Prayer Book Anglican/Episcopalian

After vacation, after much conversation, after discussion of the expression of a new and unique kind of narrative, after continuing to watch the sickness of this Church and the unwillingness of the patient to recognize its need for medicine or even a need of healing, after seeing the Congregationalist chaos that has overwhelmed this Church – a rejection of the disciplined, Prayer Book tradition – I come to this conclusion:
We all need to be called back to the Prayer Book! We need to simply be “Prayer Book Anglicans” – whether Evangelical or Catholic or anywhere in between. We need to come together again in Common worship – province to province, diocese to diocese, parish to parish, individual to individual. Along with Canterbury, this is a defining mark of an Anglican. We are losing it.

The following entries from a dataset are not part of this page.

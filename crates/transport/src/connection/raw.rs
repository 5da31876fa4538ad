//! The two halves of a raw exchange: a request whose body the caller writes,
//! and a response read lazily from the same stream.

use std::fmt;
use std::io;

use bytes::{Bytes, BytesMut};
use futures::{Stream, StreamExt};
use http::{HeaderMap, StatusCode};
use tokio::io::AsyncWriteExt;
use tokio::sync::OnceCell;
use tokio_util::codec::Framed;
use tracing::trace;

use crate::codec::ClientCodec;
use crate::connection::BoxedStream;
use crate::connection::curl;
use crate::protocol::{HttpError, Message, ParseError, PayloadItem, ResponseFormat, Response, ResponseHead, SendError};
use crate::transfer::ByteSink;

pub(crate) type HttpFramed = Framed<BoxedStream, ClientCodec>;

/// A request whose head is already on the wire.
///
/// Body bytes are written to the stream exactly as given: when the request
/// declared `Transfer-Encoding: chunked` the caller frames the chunks itself.
pub struct RawRequest {
    framed: HttpFramed,
    bytes_sent: u64,
}

impl RawRequest {
    pub(crate) fn new(framed: HttpFramed) -> Self {
        Self { framed, bytes_sent: 0 }
    }

    pub async fn write_all(&mut self, data: &[u8]) -> Result<(), SendError> {
        self.framed.get_mut().write_all(data).await?;
        self.bytes_sent += data.len() as u64;
        Ok(())
    }

    /// Body bytes written so far, framing included.
    pub fn bytes_sent(&self) -> u64 {
        self.bytes_sent
    }

    /// Flushes the body and hands the stream over to the response side.
    pub async fn finish(mut self) -> Result<RawResponse, HttpError> {
        self.framed.get_mut().flush().await.map_err(SendError::io)?;
        trace!(bytes_sent = self.bytes_sent, "raw request body finished");
        Ok(RawResponse::new(self.framed))
    }
}

impl ByteSink for RawRequest {
    async fn write(&mut self, data: Bytes) -> io::Result<()> {
        self.framed.get_mut().write_all(&data).await?;
        self.bytes_sent += data.len() as u64;
        Ok(())
    }
}

impl fmt::Debug for RawRequest {
    fn fmt(&self, f: &mut fmt::Formatter<'_>) -> fmt::Result {
        f.debug_struct("RawRequest").field("bytes_sent", &self.bytes_sent).finish_non_exhaustive()
    }
}

/// A response that is read from the socket only when asked for.
///
/// The head is read on the first call to [`head`](Self::head) (or any accessor
/// built on it) and kept; the body is then pulled chunk by chunk.
pub struct RawResponse {
    framed: HttpFramed,
    head: OnceCell<ResponseHead>,
    finished: bool,
}

impl RawResponse {
    pub(crate) fn new(framed: HttpFramed) -> Self {
        Self { framed, head: OnceCell::new(), finished: false }
    }

    pub async fn head(&mut self) -> Result<&ResponseHead, HttpError> {
        let framed = &mut self.framed;
        self.head.get_or_try_init(|| read_head(framed)).await
    }

    pub async fn status(&mut self) -> Result<StatusCode, HttpError> {
        Ok(self.head().await?.status())
    }

    pub async fn reason(&mut self) -> Result<&str, HttpError> {
        Ok(self.head().await?.reason())
    }

    pub async fn headers(&mut self) -> Result<&HeaderMap, HttpError> {
        Ok(self.head().await?.headers())
    }

    /// Next piece of the body as it arrived, `None` once the body is complete.
    pub async fn read_chunk(&mut self) -> Result<Option<Bytes>, HttpError> {
        self.head().await?;

        while !self.finished {
            match self.framed.next().await {
                Some(Ok(Message::Payload(PayloadItem::Chunk(bytes)))) => {
                    if !bytes.is_empty() {
                        return Ok(Some(bytes));
                    }
                }
                Some(Ok(Message::Payload(PayloadItem::Eof))) => self.finished = true,
                Some(Ok(Message::Header(_))) => {
                    return Err(ParseError::invalid_body("response head received inside a body").into());
                }
                Some(Err(e)) => return Err(e.into()),
                None => return Err(ParseError::UnexpectedEof.into()),
            }
        }
        Ok(None)
    }

    /// Reads the rest of the body.
    pub async fn read_body(&mut self) -> Result<Bytes, HttpError> {
        let mut body = BytesMut::new();
        while let Some(chunk) = self.read_chunk().await? {
            body.extend_from_slice(&chunk);
        }
        Ok(body.freeze())
    }

    /// Reads the whole response and parses it the way [`Connection::send`](super::Connection::send) does.
    pub async fn into_response<F>(mut self, format: &F, driver: Option<&str>) -> Result<Response<F::Output>, HttpError>
    where
        F: ResponseFormat + ?Sized,
    {
        let body = self.read_body().await?;
        let head = self.head.into_inner().ok_or(ParseError::UnexpectedEof)?;
        Response::from_parts(format, head, body, driver)
    }

    /// The remaining body as a stream of chunks.
    pub fn into_body_stream(self) -> impl Stream<Item = Result<Bytes, HttpError>> + Send {
        futures::stream::try_unfold(self, |mut response| async move {
            Ok(response.read_chunk().await?.map(|chunk| (chunk, response)))
        })
    }
}

impl fmt::Debug for RawResponse {
    fn fmt(&self, f: &mut fmt::Formatter<'_>) -> fmt::Result {
        f.debug_struct("RawResponse")
            .field("head", &self.head.get())
            .field("finished", &self.finished)
            .finish_non_exhaustive()
    }
}

async fn read_head(framed: &mut HttpFramed) -> Result<ResponseHead, HttpError> {
    match framed.next().await {
        Some(Ok(Message::Header((head, payload_size)))) => {
            trace!(status = %head.status(), ?payload_size, "received response head");
            curl::log_response(&head);
            Ok(head)
        }
        Some(Ok(Message::Payload(_))) => Err(ParseError::invalid_body("response body received before its head").into()),
        Some(Err(e)) => Err(e.into()),
        None => Err(ParseError::UnexpectedEof.into()),
    }
}

#[cfg(test)]
mod tests {
    use super::*;
    use crate::protocol::{PayloadSize, TextFormat};
    use futures::{SinkExt, TryStreamExt};
    use http::{Method, Request};
    use tokio::io::{AsyncReadExt, DuplexStream};

    async fn sent_get(server_reply: &'static [u8]) -> (RawRequest, DuplexStream) {
        let (client, mut server) = tokio::io::duplex(4096);
        let mut framed = Framed::new(Box::new(client) as BoxedStream, ClientCodec::new());
        let head = Request::builder().method(Method::GET).uri("/c/o").body(()).unwrap();
        framed.send(Message::<_, Bytes>::Header((head, PayloadSize::Empty))).await.unwrap();

        server.write_all(server_reply).await.unwrap();
        (RawRequest::new(framed), server)
    }

    #[tokio::test]
    async fn head_is_read_once() {
        let (request, _server) = sent_get(b"HTTP/1.1 200 OK\r\nContent-Length: 5\r\n\r\nhello").await;
        let mut response = request.finish().await.unwrap();

        assert_eq!(response.status().await.unwrap(), StatusCode::OK);
        assert_eq!(response.reason().await.unwrap(), "OK");
        assert_eq!(response.headers().await.unwrap().get("content-length").unwrap(), "5");
        assert_eq!(response.read_body().await.unwrap(), Bytes::from_static(b"hello"));
        assert!(response.read_chunk().await.unwrap().is_none());
    }

    #[tokio::test]
    async fn body_as_stream() {
        let reply = b"HTTP/1.1 200 OK\r\nTransfer-Encoding: chunked\r\n\r\n3\r\nabc\r\n2\r\nde\r\n0\r\n\r\n";
        let (request, _server) = sent_get(reply).await;
        let response = request.finish().await.unwrap();

        let chunks: Vec<Bytes> = response.into_body_stream().try_collect().await.unwrap();
        assert_eq!(chunks.concat(), b"abcde");
    }

    #[tokio::test]
    async fn raw_body_goes_out_verbatim() {
        let (mut request, mut server) = sent_get(b"HTTP/1.1 201 Created\r\nContent-Length: 0\r\n\r\n").await;
        request.write(Bytes::from_static(b"5\r\nhello\r\n")).await.unwrap();
        request.write_all(b"0\r\n\r\n").await.unwrap();
        assert_eq!(request.bytes_sent(), 15);

        let response = request.finish().await.unwrap();
        let response = response.into_response(&TextFormat::new(), None).await.unwrap();
        assert_eq!(response.status(), StatusCode::CREATED);

        let mut wire = vec![0u8; 4096];
        let n = server.read(&mut wire).await.unwrap();
        let wire = String::from_utf8_lossy(&wire[..n]).into_owned();
        assert!(wire.starts_with("GET /c/o HTTP/1.1\r\n"));
        assert!(wire.ends_with("\r\n\r\n5\r\nhello\r\n0\r\n\r\n"));
    }

    #[tokio::test]
    async fn closed_before_head() {
        let (client, server) = tokio::io::duplex(64);
        drop(server);
        let mut response = RawResponse::new(Framed::new(Box::new(client) as BoxedStream, ClientCodec::new()));
        let err = response.status().await.unwrap_err();
        assert!(matches!(err, HttpError::ResponseError { source: ParseError::UnexpectedEof }));
    }
}
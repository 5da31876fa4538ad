use bytes::{Buf, Bytes};

/// A HTTP message travelling through the codecs: either the head or a piece of payload.
///
/// For outgoing requests `T` is `(RequestHead, PayloadSize)`, for incoming responses
/// it is `(ResponseHead, PayloadSize)`.
#[derive(Debug)]
pub enum Message<T, Data: Buf = Bytes> {
    Header(T),
    Payload(PayloadItem<Data>),
}

/// One item of a payload stream.
#[derive(Debug, Clone, PartialEq, Eq)]
pub enum PayloadItem<Data: Buf = Bytes> {
    Chunk(Data),
    Eof,
}

/// How the payload of a message is framed on the wire.
#[derive(Debug, Copy, Clone, PartialEq, Eq)]
pub enum PayloadSize {
    /// `Content-Length` framed payload
    Length(u64),
    /// `Transfer-Encoding: chunked` framed payload
    Chunked,
    /// response payload delimited by the server closing the connection
    UntilClose,
    /// no payload at all
    Empty,
}

impl PayloadSize {
    #[inline]
    pub fn new_length(length: u64) -> Self {
        if length == 0 { PayloadSize::Empty } else { PayloadSize::Length(length) }
    }

    #[inline]
    pub fn new_chunked() -> Self {
        PayloadSize::Chunked
    }

    #[inline]
    pub fn new_empty() -> Self {
        PayloadSize::Empty
    }

    #[inline]
    pub fn is_chunked(&self) -> bool {
        matches!(self, PayloadSize::Chunked)
    }

    #[inline]
    pub fn is_empty(&self) -> bool {
        matches!(self, PayloadSize::Empty)
    }

    /// The exact payload length, when the framing declares one.
    pub fn length(&self) -> Option<u64> {
        match self {
            PayloadSize::Length(n) => Some(*n),
            PayloadSize::Empty => Some(0),
            PayloadSize::Chunked | PayloadSize::UntilClose => None,
        }
    }
}

impl<T, D: Buf> Message<T, D> {
    #[inline]
    pub fn is_payload(&self) -> bool {
        matches!(self, Message::Payload(_))
    }

    #[inline]
    pub fn is_header(&self) -> bool {
        matches!(self, Message::Header(_))
    }

    pub fn into_payload_item(self) -> Option<PayloadItem<D>> {
        match self {
            Message::Header(_) => None,
            Message::Payload(payload_item) => Some(payload_item),
        }
    }
}

impl<T> From<Bytes> for Message<T> {
    fn from(bytes: Bytes) -> Self {
        Self::Payload(PayloadItem::Chunk(bytes))
    }
}

impl<D: Buf> PayloadItem<D> {
    #[inline]
    pub fn is_eof(&self) -> bool {
        matches!(self, PayloadItem::Eof)
    }

    #[inline]
    pub fn is_chunk(&self) -> bool {
        matches!(self, PayloadItem::Chunk(_))
    }
}

impl PayloadItem {
    pub fn as_bytes(&self) -> Option<&Bytes> {
        match self {
            PayloadItem::Chunk(bytes) => Some(bytes),
            PayloadItem::Eof => None,
        }
    }

    pub fn into_bytes(self) -> Option<Bytes> {
        match self {
            PayloadItem::Chunk(bytes) => Some(bytes),
            PayloadItem::Eof => None,
        }
    }
}
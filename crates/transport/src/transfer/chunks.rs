use std::pin::Pin;

use bytes::{Bytes, BytesMut};
use futures::{Stream, TryStreamExt};

struct Chunker<S> {
    source: Pin<Box<S>>,
    pending: BytesMut,
    exhausted: bool,
}

/// Re-chunks `source` into pieces of at most `chunk_size` bytes.
///
/// With `fill_size` every piece but the last is exactly `chunk_size` bytes; without it
/// pieces are passed on as they arrive, only split when too large. Empty pieces are skipped.
pub fn read_in_chunks<S, E>(source: S, chunk_size: usize, fill_size: bool) -> impl Stream<Item = Result<Bytes, E>>
where
    S: Stream<Item = Result<Bytes, E>>,
{
    let chunk_size = chunk_size.max(1);
    let chunker = Chunker { source: Box::pin(source), pending: BytesMut::new(), exhausted: false };

    futures::stream::try_unfold(chunker, move |mut chunker| async move {
        loop {
            let ready = if fill_size { chunker.pending.len() >= chunk_size } else { !chunker.pending.is_empty() };
            if ready || (chunker.exhausted && !chunker.pending.is_empty()) {
                let len = chunker.pending.len().min(chunk_size);
                let chunk = chunker.pending.split_to(len).freeze();
                return Ok(Some((chunk, chunker)));
            }
            if chunker.exhausted {
                return Ok(None);
            }

            match chunker.source.try_next().await? {
                Some(data) => chunker.pending.extend_from_slice(&data),
                None => chunker.exhausted = true,
            }
        }
    })
}

#[cfg(test)]
mod tests {
    use super::*;
    use std::io;

    fn source(pieces: &[&'static [u8]]) -> impl Stream<Item = io::Result<Bytes>> {
        futures::stream::iter(pieces.iter().map(|piece| Ok(Bytes::from_static(piece))).collect::<Vec<_>>())
    }

    async fn lengths(stream: impl Stream<Item = io::Result<Bytes>>) -> Vec<usize> {
        stream.map_ok(|chunk| chunk.len()).try_collect().await.unwrap()
    }

    #[tokio::test]
    async fn fill_to_chunk_size() {
        let stream = read_in_chunks(source(&[b"ab", b"cde", b"", b"fghij"]), 4, true);
        assert_eq!(lengths(stream).await, vec![4, 4, 2]);
    }

    #[tokio::test]
    async fn pass_through_and_split() {
        let stream = read_in_chunks(source(&[b"ab", b"", b"cdefghij"]), 3, false);
        assert_eq!(lengths(stream).await, vec![2, 3, 3, 2]);
    }

    #[tokio::test]
    async fn empty_source() {
        let stream = read_in_chunks(source(&[]), 8, true);
        assert!(lengths(stream).await.is_empty());
    }

    #[tokio::test]
    async fn source_error_is_forwarded() {
        let failing = futures::stream::iter(vec![Ok(Bytes::from_static(b"abc")), Err(io::Error::other("boom"))]);
        let mut stream = Box::pin(read_in_chunks(failing, 2, false));
        assert_eq!(stream.try_next().await.unwrap().unwrap(), Bytes::from_static(b"ab"));
        assert_eq!(stream.try_next().await.unwrap().unwrap(), Bytes::from_static(b"c"));
        assert!(stream.try_next().await.is_err());
    }
}
use std::cmp;

use bytes::BytesMut;
use tokio_util::codec::Decoder;

use crate::protocol::{ParseError, PayloadItem};

/// Reads exactly `Content-Length` bytes, then reports [`PayloadItem::Eof`].
#[derive(Debug, Clone, PartialEq, Eq)]
pub struct LengthDecoder {
    remaining: u64,
}

impl LengthDecoder {
    pub fn new(length: u64) -> Self {
        Self { remaining: length }
    }
}

impl Decoder for LengthDecoder {
    type Item = PayloadItem;
    type Error = ParseError;

    fn decode(&mut self, src: &mut BytesMut) -> Result<Option<Self::Item>, Self::Error> {
        if self.remaining == 0 {
            return Ok(Some(PayloadItem::Eof));
        }

        if src.is_empty() {
            return Ok(None);
        }

        let len = cmp::min(self.remaining, src.len() as u64);
        #[allow(clippy::cast_possible_truncation, reason = "len is bounded by src.len()")]
        let bytes = src.split_to(len as usize).freeze();
        self.remaining -= len;
        Ok(Some(PayloadItem::Chunk(bytes)))
    }
}
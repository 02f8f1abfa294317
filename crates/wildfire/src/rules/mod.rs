//! Per-state transition rules dispatched from the step loop.

mod burning;
mod empty;
mod spread_stats_test;
mod tree;

use rand::Rng;

use crate::api::Neighborhood;
use crate::cell::CellState;
use crate::params::SimParams;
use crate::wind::WindOffset;

/// Values derived once per step and shared by every cell.
#[derive(Debug, Clone, Copy)]
pub struct StepContext<'a> {
    pub params: &'a SimParams,
    pub wind: WindOffset,
}

impl<'a> StepContext<'a> {
    #[must_use]
    pub fn new(params: &'a SimParams) -> Self {
        Self {
            params,
            wind: WindOffset::from_degrees(params.wind_direction),
        }
    }
}

/// Next state of the cell at the centre of `view`.
///
/// `view` must be over the previous generation.
pub fn next_state<R: Rng + ?Sized>(
    view: &Neighborhood,
    ctx: &StepContext,
    rng: &mut R,
) -> CellState {
    match view.get(0, 0) {
        CellState::Empty => empty::update_empty(ctx, rng),
        CellState::Tree => tree::update_tree(view, ctx, rng),
        CellState::Burning => burning::update_burning(),
    }
}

No more violation of Ordination Vows by bishops and priests that ignore the Canons and the Rubrics. How in the world am I to have any respect for bishops that knowingly, willingly, and boastfully violate the Canons and the doctrine of this Church for their own notion of how things things should be done? Why should I obey such bishops, when their example is to blatantly disobey? Not good examples. “Local option” is great for Protestant Congregationalists, but is problematic for those claiming to be part of the Universal Church. (There is a difference in making pastoral provisions from time-to-time and in making pastoral provision the norm!)
We used to be a Church governed by law where we could propose, consistently and thoroughly vet, argue about, and then decide to make or not to make changes (however imperfectly it worked at times). We used to have a loyal opposition that would argue its case, but if it didn’t win it remained and continued arguing – we all worshiped together, in common prayer, using the Prayer Book. We’ve moved too far from this Episcopal model because of the assertion of Identity-Politics and misplaced ideas of hyper-individualism and justice – and most likely lots of other stuff that I am unaware of. Now, we assert our individual – individual – rights without regard for the common good, law, process, discipline… This is chaos. This is what is making our Church so sick.
I want to yell loudly – “Be Prayer Book Anglicans!” Be Prayer Book Evangelicals! Be Prayer Book Catholics! Even be Prayer Book Progressives! How many parishes actually use the Prayer Book as it was intended without looking for loopholes in order to do their own eccentric thing? Do priests with such limited understanding, considering the vast amount of information there is to have, believe they know better than the 2,000 years of lived experience of Christians throughout the world? In our American hubris, yes we do.
Those of us on vacation, after a lot of discussion, well, what I got from it is the need to be a “Voice for the Voiceless.” This time, the voiceless are those who advocate equality under law (abiding by Canons and rubrics), who advocate our catholicity and the need to be concerned with the whole Church and not just this little province (despite how much money we have right now, though quickly dwindling), and for those who wish to be Prayer Book Episcopalians! This isn’t about issues of conservatism, liberalism, Evangelicalism, Anglo-Catholicism, homosexuality or the like – but how we conduct ourselves. Frankly, it is orthopraxis. Its about Lex orandi, lex credendi. It is the Prayer Book.